Wimpole Hall is a magnificent Georgian mansion with extensive formal and working kitchen gardens set in Grade 1 landscaped parkland. The original house was built in 1640 by Lord Chicheley and has undergone various changes over the years which can be attributed to famous architects such as Gibbs, Flitcroft and Soane. The parkland was landscaped by Bridgeman, Brown and Repton and boasts spectacular vista, a Gothic folly and serpentine lakes.

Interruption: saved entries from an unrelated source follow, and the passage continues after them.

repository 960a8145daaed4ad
//! Ping-pong scheduling for the double-buffered field store.
//!
//! A single parity bit plus one shared tick counter covers every field: a
//! consumer that observes the settled assignment sees all fields from the
//! same generation. `begin_tick` hands out a role assignment without
//! mutating anything; the flip happens only in `commit`, so an aborted tick
//! leaves the previously settled generation fully intact.

/// One of the two physical buffer slots backing each field.
#[derive(Clone, Copy, Debug, PartialEq, Eq, Hash)]
pub enum Slot {
    /// First physical half
    A,
    /// Second physical half
    B,
}

impl Slot {
    /// Index into a two-element buffer array.
    pub fn index(self) -> usize {
        match self {
            Slot::A => 0,
            Slot::B => 1,
        }
    }

    /// The opposite slot.
    pub fn other(self) -> Slot {
        match self {
            Slot::A => Slot::B,
            Slot::B => Slot::A,
        }
    }
}

/// A read/write role mapping for one tick. The same assignment applies to
/// every field, which is what keeps the coupled fields mutually consistent.
#[derive(Clone, Copy, Debug, PartialEq, Eq)]
pub struct RoleAssignment {
    current: Slot,
    tick: u64,
}

impl RoleAssignment {
    /// Slot holding the settled values every stage reads this tick.
    pub fn current(&self) -> Slot {
        self.current
    }

    /// Slot every enabled stage writes this tick.
    pub fn next(&self) -> Slot {
        self.current.other()
    }

    /// Tick this assignment was issued for.
    pub fn tick(&self) -> u64 {
        self.tick
    }
}

/// Parity-bit scheduler with a shared tick counter.
#[derive(Debug)]
pub struct PingPongSchedule {
    current: Slot,
    tick: u64,
}

impl Default for PingPongSchedule {
    fn default() -> Self {
        Self::new()
    }
}

impl PingPongSchedule {
    /// A fresh schedule at tick 0 with slot A settled.
    pub fn new() -> Self {
        Self { current: Slot::A, tick: 0 }
    }

    /// Assignment for the tick about to be encoded. Does not mutate state.
    pub fn begin_tick(&self) -> RoleAssignment {
        RoleAssignment { current: self.current, tick: self.tick }
    }

    /// The settled assignment consumers should read from.
    pub fn settled(&self) -> RoleAssignment {
        RoleAssignment { current: self.current, tick: self.tick }
    }

    /// Commit a completed tick: flip parity and advance the counter for all
    /// fields at once.
    pub fn commit(&mut self, assignment: RoleAssignment) {
        debug_assert_eq!(assignment.tick, self.tick, "commit for a stale tick");
        self.current = self.current.other();
        self.tick += 1;
    }

    /// Abort a tick: the settled generation stays exactly as it was.
    pub fn abort(&mut self, _assignment: RoleAssignment) {}

    /// Reset to tick 0 with slot A settled (reseed path).
    pub fn reset(&mut self) {
        self.current = Slot::A;
        self.tick = 0;
    }

    /// Ticks committed so far.
    pub fn tick(&self) -> u64 {
        self.tick
    }
}

#[cfg(test)]
mod tests {
    use super::*;

    #[test]
    fn commit_alternates_roles() {
        let mut s = PingPongSchedule::new();
        for _ in 0..5 {
            let a = s.begin_tick();
            s.commit(a);
            let b = s.begin_tick();
            assert_eq!(b.current(), a.next());
            assert_eq!(b.next(), a.current());
            s.commit(b);
        }
        assert_eq!(s.tick(), 10);
    }

    #[test]
    fn abort_preserves_assignment() {
        let mut s = PingPongSchedule::new();
        let a = s.begin_tick();
        s.abort(a);
        assert_eq!(s.begin_tick(), a);
        assert_eq!(s.tick(), 0);
    }

    #[test]
    fn reset_returns_to_origin() {
        let mut s = PingPongSchedule::new();
        let a = s.begin_tick();
        s.commit(a);
        s.reset();
        assert_eq!(s.tick(), 0);
        assert_eq!(s.settled().current(), Slot::A);
    }
}
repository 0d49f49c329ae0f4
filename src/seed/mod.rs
pub mod data;

pub use data::*;
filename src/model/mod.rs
pub mod collection;
pub mod common;
pub mod movie;
pub mod user;

pub use collection::*;
pub use common::*;
pub use movie::*;
pub use user::*;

Wimpole Home Farm was built in 1794 by Sir John Soane for the 3rd Earl of Hardwicke, who was passionately interested in farming and agricultural improvement. It is now a working Rare Breed farm, open to the public. Sir John Soane´s model farm is one of the best surviving examples of the agricultural improving zeal which gripped the English landowning class in the late eighteenth century. It has been called the Agricultural Revolution. The model farms were planned to be integrated working units as well as architectural masterpieces. Each element of the design had its place in a complex farming system expressed by Soane and other architects. Buildings were ranged around oval or square yards where manure might be stored, hay and straw kept, or animals walked through. The main elements were a barn for storing and threshing grain, cow stalls, stables for the working horses, pigsties, cart sheds, slaughter house or area. A dairy was maintained some distance away from the other buildings. At Wimpole Home Farm, the present dairy was not built until 1860, though Soane had included one in the original plans.
In addition, the estate has a fully equipped Blacksmith´s Forge and Woodyard (awaiting restoration) not currently open to the public and a 400 hectare modern arable farm, managed to a high degree of environmental stewardship.
The Victorian Stable Block, now housing the Visitor Centre and National Trust Shop, still retains many of its original features. The property was left to the National Trust in 1976 by Elsie Bambridge, daughter of Rudyard Kipling.